### [EXERCISE PROMPT]
For the data below, please report each line where the word "Some" is found.

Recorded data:
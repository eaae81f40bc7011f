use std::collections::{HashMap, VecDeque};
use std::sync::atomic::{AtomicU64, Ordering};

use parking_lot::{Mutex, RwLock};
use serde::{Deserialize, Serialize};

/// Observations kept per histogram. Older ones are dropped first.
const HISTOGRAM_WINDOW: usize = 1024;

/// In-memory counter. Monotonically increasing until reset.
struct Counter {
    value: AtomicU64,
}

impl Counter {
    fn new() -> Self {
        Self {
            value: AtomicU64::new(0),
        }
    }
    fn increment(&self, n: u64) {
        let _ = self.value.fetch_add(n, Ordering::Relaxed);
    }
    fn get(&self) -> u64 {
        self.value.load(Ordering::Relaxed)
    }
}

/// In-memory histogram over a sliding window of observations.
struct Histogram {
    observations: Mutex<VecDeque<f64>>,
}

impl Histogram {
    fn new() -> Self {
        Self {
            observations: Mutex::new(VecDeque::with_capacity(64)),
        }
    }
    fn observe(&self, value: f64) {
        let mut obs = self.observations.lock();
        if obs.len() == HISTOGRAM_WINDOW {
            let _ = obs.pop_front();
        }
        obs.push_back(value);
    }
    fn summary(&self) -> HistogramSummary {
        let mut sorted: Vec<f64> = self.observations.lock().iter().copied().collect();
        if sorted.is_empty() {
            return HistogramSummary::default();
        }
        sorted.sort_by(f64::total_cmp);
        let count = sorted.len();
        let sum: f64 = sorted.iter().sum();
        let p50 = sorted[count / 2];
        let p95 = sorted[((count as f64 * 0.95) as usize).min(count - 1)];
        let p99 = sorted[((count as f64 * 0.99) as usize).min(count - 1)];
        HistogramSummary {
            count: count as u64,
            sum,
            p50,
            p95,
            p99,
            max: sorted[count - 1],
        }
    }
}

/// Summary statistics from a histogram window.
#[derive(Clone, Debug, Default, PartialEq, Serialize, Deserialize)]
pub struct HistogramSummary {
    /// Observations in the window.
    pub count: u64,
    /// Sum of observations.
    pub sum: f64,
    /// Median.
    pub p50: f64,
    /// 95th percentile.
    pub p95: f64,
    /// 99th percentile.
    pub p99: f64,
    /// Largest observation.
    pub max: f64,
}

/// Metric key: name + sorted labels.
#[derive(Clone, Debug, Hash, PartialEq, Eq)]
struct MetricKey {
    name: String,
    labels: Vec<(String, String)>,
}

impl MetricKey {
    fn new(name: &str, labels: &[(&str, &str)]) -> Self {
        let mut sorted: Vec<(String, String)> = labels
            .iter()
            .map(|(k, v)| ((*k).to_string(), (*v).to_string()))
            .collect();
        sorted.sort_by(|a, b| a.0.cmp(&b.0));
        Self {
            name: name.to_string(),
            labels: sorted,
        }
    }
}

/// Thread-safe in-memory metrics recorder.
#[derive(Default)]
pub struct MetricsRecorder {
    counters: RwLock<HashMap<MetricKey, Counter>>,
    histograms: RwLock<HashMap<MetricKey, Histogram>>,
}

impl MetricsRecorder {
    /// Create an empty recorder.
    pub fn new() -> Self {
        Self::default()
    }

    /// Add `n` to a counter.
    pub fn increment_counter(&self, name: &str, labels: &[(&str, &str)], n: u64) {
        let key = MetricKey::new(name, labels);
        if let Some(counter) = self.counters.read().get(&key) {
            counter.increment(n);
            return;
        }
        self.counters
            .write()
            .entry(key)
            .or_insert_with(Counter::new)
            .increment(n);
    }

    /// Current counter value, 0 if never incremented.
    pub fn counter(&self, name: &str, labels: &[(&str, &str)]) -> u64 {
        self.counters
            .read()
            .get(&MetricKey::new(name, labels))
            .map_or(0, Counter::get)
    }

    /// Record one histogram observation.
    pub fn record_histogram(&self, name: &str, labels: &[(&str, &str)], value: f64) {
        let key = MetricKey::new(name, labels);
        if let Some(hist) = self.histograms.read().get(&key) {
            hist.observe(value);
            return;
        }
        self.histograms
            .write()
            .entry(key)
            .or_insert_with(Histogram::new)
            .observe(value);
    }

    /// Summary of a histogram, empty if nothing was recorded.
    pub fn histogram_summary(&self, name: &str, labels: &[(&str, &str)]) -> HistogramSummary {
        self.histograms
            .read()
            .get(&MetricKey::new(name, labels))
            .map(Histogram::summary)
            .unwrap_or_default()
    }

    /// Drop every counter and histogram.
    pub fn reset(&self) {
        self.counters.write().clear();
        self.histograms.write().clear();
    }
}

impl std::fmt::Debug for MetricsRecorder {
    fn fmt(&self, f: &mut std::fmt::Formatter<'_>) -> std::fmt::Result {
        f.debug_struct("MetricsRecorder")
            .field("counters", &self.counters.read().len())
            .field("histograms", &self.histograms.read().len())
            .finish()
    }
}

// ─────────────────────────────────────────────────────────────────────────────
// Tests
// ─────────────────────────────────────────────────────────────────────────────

### [WORKED SOLUTION]
        if let Some(counter) = self.counters.read().get(&key) {
        if let Some(hist) = self.histograms.read().get(&key) {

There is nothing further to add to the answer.